• [Exercise description]:
Nothing may be dropped or altered: reproduce all the data.

/---

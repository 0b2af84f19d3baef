//! Broadcast node binary.
//!
//! Speaks line-delimited JSON on stdin/stdout; logs go to stderr.

mod config;

use config::NodeConfig;
use rumor_broadcast::BroadcastService;
use rumor_transport::Node;
use tracing_subscriber::{layer::SubscriberExt, util::SubscriberInitExt};

#[tokio::main]
async fn main() -> Result<(), Box<dyn std::error::Error>> {
    // stdout carries protocol traffic
    tracing_subscriber::registry()
        .with(
            tracing_subscriber::EnvFilter::try_from_default_env()
                .unwrap_or_else(|_| "rumor_node=info,rumor_broadcast=info,rumor_transport=info".into()),
        )
        .with(tracing_subscriber::fmt::layer().with_writer(std::io::stderr))
        .init();

    let config = NodeConfig::from_env()?;
    tracing::info!(?config, "Starting rumor node");

    let mut node = Node::new();
    let service = BroadcastService::attach(&mut node, config.broadcast());

    let result = node.run().await;
    service.shutdown().await;
    result?;

    tracing::info!("Input closed, node stopped");
    Ok(())
}
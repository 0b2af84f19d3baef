//! Shutdown controller for background tasks.
//!
//! Tasks observe the cancellation token cooperatively; nothing is aborted. A
//! task that does not stop within the timeout is left detached.

use std::future::Future;
use std::sync::{Mutex, PoisonError};
use std::time::Duration;

use tokio::task::JoinHandle;
use tokio_util::sync::CancellationToken;
use tracing::{debug, warn};

/// Owns a cancellation signal and the tasks that listen to it.
#[derive(Debug)]
pub struct ShutdownController {
    token: CancellationToken,
    tasks: Mutex<Vec<(&'static str, JoinHandle<()>)>>,
    timeout: Duration,
}

impl ShutdownController {
    /// Create a controller that waits up to `timeout` for each task.
    #[must_use]
    pub fn new(timeout: Duration) -> Self {
        Self {
            token: CancellationToken::new(),
            tasks: Mutex::new(Vec::new()),
            timeout,
        }
    }

    /// The cancellation signal tasks should select on.
    #[must_use]
    pub fn token(&self) -> CancellationToken {
        self.token.clone()
    }

    /// Whether shutdown has been requested.
    #[must_use]
    pub fn is_shutdown(&self) -> bool {
        self.token.is_cancelled()
    }

    /// Spawn a task on the current runtime and track it.
    pub fn spawn<F>(&self, name: &'static str, task: F)
    where
        F: Future<Output = ()> + Send + 'static,
    {
        let handle = tokio::spawn(task);
        self.tasks
            .lock()
            .unwrap_or_else(PoisonError::into_inner)
            .push((name, handle));
    }

    /// Request cancellation and wait for tracked tasks to finish.
    pub async fn shutdown(&self) {
        self.token.cancel();

        let tasks = std::mem::take(&mut *self.tasks.lock().unwrap_or_else(PoisonError::into_inner));
        for (name, task) in tasks {
            match tokio::time::timeout(self.timeout, task).await {
                Ok(Ok(())) => debug!(task = name, "Background task stopped"),
                Ok(Err(e)) => warn!(task = name, error = %e, "Background task panicked"),
                Err(_) => warn!(
                    task = name,
                    timeout = ?self.timeout,
                    "Background task did not stop within timeout"
                ),
            }
        }
    }
}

\---

• [Solution to this task]:
repository 0b2af84f19d3baef
//! Broadcast node binary.
//!
//! Speaks line-delimited JSON on stdin/stdout; logs go to stderr.

mod config;

use config::NodeConfig;
use rumor_broadcast::BroadcastService;
use rumor_transport::Node;
use tracing_subscriber::{layer::SubscriberExt, util::SubscriberInitExt};

#[tokio::main]
async fn main() -> Result<(), Box<dyn std::error::Error>> {
    // stdout carries protocol traffic
    tracing_subscriber::registry()
        .with(
            tracing_subscriber::EnvFilter::try_from_default_env()
                .unwrap_or_else(|_| "rumor_node=info,rumor_broadcast=info,rumor_transport=info".into()),
        )
        .with(tracing_subscriber::fmt::layer().with_writer(std::io::stderr))
        .init();

    let config = NodeConfig::from_env()?;
    tracing::info!(?config, "Starting rumor node");

    let mut node = Node::new();
    let service = BroadcastService::attach(&mut node, config.broadcast());

    let result = node.run().await;
    service.shutdown().await;
    result?;

    tracing::info!("Input closed, node stopped");
    Ok(())
}
repository 0b2af84f19d3baef
//! Shutdown controller for background tasks.
//!
//! Tasks observe the cancellation token cooperatively; nothing is aborted. A
//! task that does not stop within the timeout is left detached.

use std::future::Future;
use std::sync::{Mutex, PoisonError};
use std::time::Duration;

use tokio::task::JoinHandle;
use tokio_util::sync::CancellationToken;
use tracing::{debug, warn};

/// Owns a cancellation signal and the tasks that listen to it.
#[derive(Debug)]
pub struct ShutdownController {
    token: CancellationToken,
    tasks: Mutex<Vec<(&'static str, JoinHandle<()>)>>,
    timeout: Duration,
}

impl ShutdownController {
    /// Create a controller that waits up to `timeout` for each task.
    #[must_use]
    pub fn new(timeout: Duration) -> Self {
        Self {
            token: CancellationToken::new(),
            tasks: Mutex::new(Vec::new()),
            timeout,
        }
    }

    /// The cancellation signal tasks should select on.
    #[must_use]
    pub fn token(&self) -> CancellationToken {
        self.token.clone()
    }

    /// Whether shutdown has been requested.
    #[must_use]
    pub fn is_shutdown(&self) -> bool {
        self.token.is_cancelled()
    }

    /// Spawn a task on the current runtime and track it.
    pub fn spawn<F>(&self, name: &'static str, task: F)
    where
        F: Future<Output = ()> + Send + 'static,
    {
        let handle = tokio::spawn(task);
        self.tasks
            .lock()
            .unwrap_or_else(PoisonError::into_inner)
            .push((name, handle));
    }

    /// Request cancellation and wait for tracked tasks to finish.
    pub async fn shutdown(&self) {
        self.token.cancel();

        let tasks = std::mem::take(&mut *self.tasks.lock().unwrap_or_else(PoisonError::into_inner));
        for (name, task) in tasks {
            match tokio::time::timeout(self.timeout, task).await {
                Ok(Ok(())) => debug!(task = name, "Background task stopped"),
                Ok(Err(e)) => warn!(task = name, error = %e, "Background task panicked"),
                Err(_) => warn!(
                    task = name,
                    timeout = ?self.timeout,
                    "Background task did not stop within timeout"
                ),
            }
        }
    }
}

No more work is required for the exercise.